Your assignment
Copy all lines below that use the word "Duration".

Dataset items
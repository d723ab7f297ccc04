//! Intent resolution against the language-model backend.
//!
//! [`IntentResolver::resolve`] sends the user's text plus conversation
//! context to the model and parses the reply through the tiered parser.
//! A schema/capability question short-circuits resolution entirely: the
//! answer is built from a cached schema snapshot and the model is never
//! called.

use anyhow::Result;
use std::sync::{Arc, Mutex};
use std::time::Duration;
use tracing::{debug, info};

use crate::backend::{ModelBackend, SearchBackend};
use crate::cache::{self, QueryCache};
use crate::config::ConfigHandle;
use crate::text::has_any_phrase;
use crate::types::{ChatMessage, IndexSchema, ParsedIntent, ToolDescriptor, Usage};

use super::parser;

/// Phrases that make a question about the system itself rather than the
/// data, answered from the schema snapshot without a model round-trip.
const SCHEMA_KEYWORDS: &[&str] = &[
    "schema",
    "what tools",
    "which tools",
    "available tools",
    "capabilities",
    "what can you do",
    "what fields",
    "index fields",
];

/// Outcome of intent resolution.
#[derive(Debug)]
pub enum Resolution {
    /// Schema/capability short-circuit; the pipeline stops here.
    Schema { text: String },
    /// A parsed intent plus the model's conversational reply.
    Intent {
        intent: ParsedIntent,
        ai_message: String,
        usage: Option<Usage>,
    },
}

pub struct IntentResolver {
    model: Arc<dyn ModelBackend>,
    search: Arc<dyn SearchBackend>,
    cache: Arc<Mutex<QueryCache>>,
    config: ConfigHandle,
}

impl IntentResolver {
    pub fn new(
        model: Arc<dyn ModelBackend>,
        search: Arc<dyn SearchBackend>,
        cache: Arc<Mutex<QueryCache>>,
        config: ConfigHandle,
    ) -> Self {
        Self {
            model,
            search,
            cache,
            config,
        }
    }

    /// Resolve the user's text into a [`Resolution`].
    ///
    /// `tools` is the current search snapshot, enumerated in the system
    /// prompt so the model knows what it may call. Backend errors propagate
    /// as recoverable errors; the caller converts them to a text response.
    pub async fn resolve(
        &self,
        user_text: &str,
        prior_messages: &[ChatMessage],
        session_id: &str,
        tools: &[ToolDescriptor],
    ) -> Result<Resolution> {
        if is_schema_query(user_text) {
            info!(query = %user_text, "schema short-circuit");
            let schema = self.cached_schema().await?;
            return Ok(Resolution::Schema {
                text: describe_schema(schema.as_ref(), tools),
            });
        }

        let system_prompt = self.build_system_prompt(tools);
        let response = self
            .model
            .resolve_intent(&system_prompt, user_text, prior_messages, session_id)
            .await?;

        let intent = parser::parse_intent(&response);
        debug!(?intent, "intent parsed");

        Ok(Resolution::Intent {
            intent,
            ai_message: response.ai_message,
            usage: response.usage,
        })
    }

    fn build_system_prompt(&self, tools: &[ToolDescriptor]) -> String {
        let config = self.config.current();
        let mut prompt = String::from(
            "You are a business-data assistant. Answer questions about inventory, \
             sales, and suppliers by calling exactly one backend tool.\n\
             Available tools:\n",
        );
        for tool in tools.iter().filter(|t| t.is_active) {
            prompt.push_str(&format!(
                "- {}: {} (parameters: {})\n",
                tool.function_name,
                tool.description,
                if tool.parameters_spec.is_empty() {
                    "none documented"
                } else {
                    &tool.parameters_spec
                }
            ));
        }
        prompt.push_str(
            "\nIf you cannot use native function calling, reply with exactly:\n\
             Function: <tool name>\n\
             Parameters: <JSON object>\n",
        );
        if !config.pipeline.custom_prompt_addition.is_empty() {
            prompt.push('\n');
            prompt.push_str(&config.pipeline.custom_prompt_addition);
        }
        prompt
    }

    async fn cached_schema(&self) -> Result<Option<IndexSchema>> {
        let key = cache::schema_key();
        if let Some(hit) = self.lock_cache().get(key) {
            return Ok(serde_json::from_value(hit).ok());
        }

        let schema = self.search.fetch_schema().await?;
        if let Some(ref s) = schema {
            let ttl = Duration::from_secs(self.config.current().cache.schema_ttl_secs);
            if let Ok(value) = serde_json::to_value(s) {
                self.lock_cache().set(key, value, Some(ttl));
            }
        }
        Ok(schema)
    }

    fn lock_cache(&self) -> std::sync::MutexGuard<'_, QueryCache> {
        self.cache.lock().unwrap_or_else(|poisoned| poisoned.into_inner())
    }
}

/// Literal keyword pre-check for schema/capability questions.
pub fn is_schema_query(text: &str) -> bool {
    has_any_phrase(text, SCHEMA_KEYWORDS)
}

/// Human-readable capability answer from the schema snapshot and the
/// current tool list.
fn describe_schema(schema: Option<&IndexSchema>, tools: &[ToolDescriptor]) -> String {
    let mut out = String::new();

    match schema {
        Some(schema) => {
            out.push_str(&format!(
                "Search index '{}' with {} field(s):\n",
                schema.index_name,
                schema.fields.len()
            ));
            for field in &schema.fields {
                let mut flags = Vec::new();
                if field.key == Some(true) {
                    flags.push("key");
                }
                if field.searchable == Some(true) {
                    flags.push("searchable");
                }
                if field.filterable == Some(true) {
                    flags.push("filterable");
                }
                if field.sortable == Some(true) {
                    flags.push("sortable");
                }
                out.push_str(&format!(
                    "  - {} ({}){}\n",
                    field.name,
                    field.field_type,
                    if flags.is_empty() {
                        String::new()
                    } else {
                        format!(" [{}]", flags.join(", "))
                    }
                ));
            }
        }
        None => out.push_str("No search-index schema is available.\n"),
    }

    let active: Vec<&ToolDescriptor> = tools.iter().filter(|t| t.is_active).collect();
    if !active.is_empty() {
        out.push_str(&format!("\n{} tool(s) available:\n", active.len()));
        for tool in active {
            out.push_str(&format!("  - {}: {}\n", tool.function_name, tool.description));
        }
    }

    out
}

Exercise answer
use std::time::Duration;
            let ttl = Duration::from_secs(self.config.current().cache.schema_ttl_secs);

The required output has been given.